How to make
Heat 12 fl oz (350 ml) of water to body temperature and dissolve honey, yeast and 5.3 oz (150 g) of flour in it. Cover the bowl and leave it for 20 minutes. It needs to puff up nicely and will rise, so keep that in mind and pick a bigger baking pan for that.
To the fluffy mixture, sift the remaining flour (save only 10 g of it, which you will need at a later stage) with the salt and knead a soft dough. You can add flour to prevent sticking, but don't let the dough become hard.
Greased hands would also prevent sticking.
Place it in the bowl, coating it with oil in advance. Cover and leave it for an hour in a warm room.
Divide the dough into 4 equal parts. Grease your hands again and stretch each part into an oval, slightly oblong shape.
Place in a wide baking pan covered with baking paper, sprinkled with corn flour. The bread can also be shaped directly in the baking pan by pressing and stretching with your fingers.
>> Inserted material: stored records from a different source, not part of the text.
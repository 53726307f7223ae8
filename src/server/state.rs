use std::sync::{Arc, Mutex};
use std::time::Duration;

use crate::models::{Config, Mode, Provider};
use crate::services::{
    EmbeddingProvider, Ingestor, LlmGateway, MetricsStore, MetricsSummary, RequestRecord,
    RetrievalOrchestrator, VectorStore,
};

/// Shared by every handler. Read-only apart from the metrics log.
pub struct AppState {
    pub config: Config,
    pub embedder: Arc<dyn EmbeddingProvider>,
    pub store: Arc<dyn VectorStore>,
    pub orchestrator: RetrievalOrchestrator,
    pub ingestor: Ingestor,
    pub gateway: LlmGateway,
    metrics: Option<Arc<Mutex<MetricsStore>>>,
}

impl AppState {
    pub fn new(
        config: Config,
        embedder: Arc<dyn EmbeddingProvider>,
        store: Arc<dyn VectorStore>,
        gateway: LlmGateway,
    ) -> Self {
        let orchestrator = RetrievalOrchestrator::new(embedder.clone(), store.clone())
            .with_timeout(config.retrieval.timeout_secs.map(Duration::from_secs));
        let ingestor = Ingestor::new(embedder.clone(), store.clone())
            .with_batch_size(config.embedding.batch_size as usize);
        Self {
            config,
            embedder,
            store,
            orchestrator,
            ingestor,
            gateway,
            metrics: None,
        }
    }

    #[must_use]
    pub fn with_metrics(mut self, metrics: MetricsStore) -> Self {
        self.metrics = Some(Arc::new(Mutex::new(metrics)));
        self
    }

    /// SQLite writes run on the blocking pool so request tasks never wait on disk.
    pub async fn record_request(
        &self,
        provider: Provider,
        mode: Mode,
        latency: Duration,
        error_kind: Option<&'static str>,
    ) {
        let Some(metrics) = self.metrics.clone() else {
            return;
        };
        let record = RequestRecord {
            provider,
            mode,
            latency_ms: latency.as_millis() as u64,
            error_kind,
        };
        let written = tokio::task::spawn_blocking(move || match metrics.lock() {
            Ok(store) => store.record(&record),
            Err(_) => tracing::warn!("metrics store lock poisoned, dropping record"),
        })
        .await;
        if let Err(e) = written {
            tracing::warn!(error = %e, "metrics writer task failed");
        }
    }

    pub async fn metrics_summary(&self) -> Option<MetricsSummary> {
        let metrics = self.metrics.clone()?;
        let retention_days = self.config.metrics.retention_days;
        tokio::task::spawn_blocking(move || {
            let store = metrics.lock().ok()?;
            Some(store.get_summary(retention_days))
        })
        .await
        .ok()
        .flatten()
    }
}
I fit 2naan flatbread in one tray so there is a little space between them, so I use two trays.
Cover the two trays with towels and let flatbread rise for another 20-30 minutes.
Heat the oven to 360°F (180°C).
Mix the remaining 2 fl oz (60 ml) of water with 0.35 oz (10 g) of flour and the baking soda. Spread the naan bread with this mixture and with the blunt side of a knife make 4 indentations lengthwise with light pressure.
Sprinkle two of the flatbread with sesame seeds and the other two with poppy seeds.
Bake until golden brown in the preheated oven (20 minutes per tray).
Cool on a wire rack to keep the bottom crust crispy.
The Iranian bread is also served warm, and if it remains for the next day, it is slightly reheated in the oven or on a pan, so that it becomes crispy on the outside and soft on the inside.
Enjoy your meal!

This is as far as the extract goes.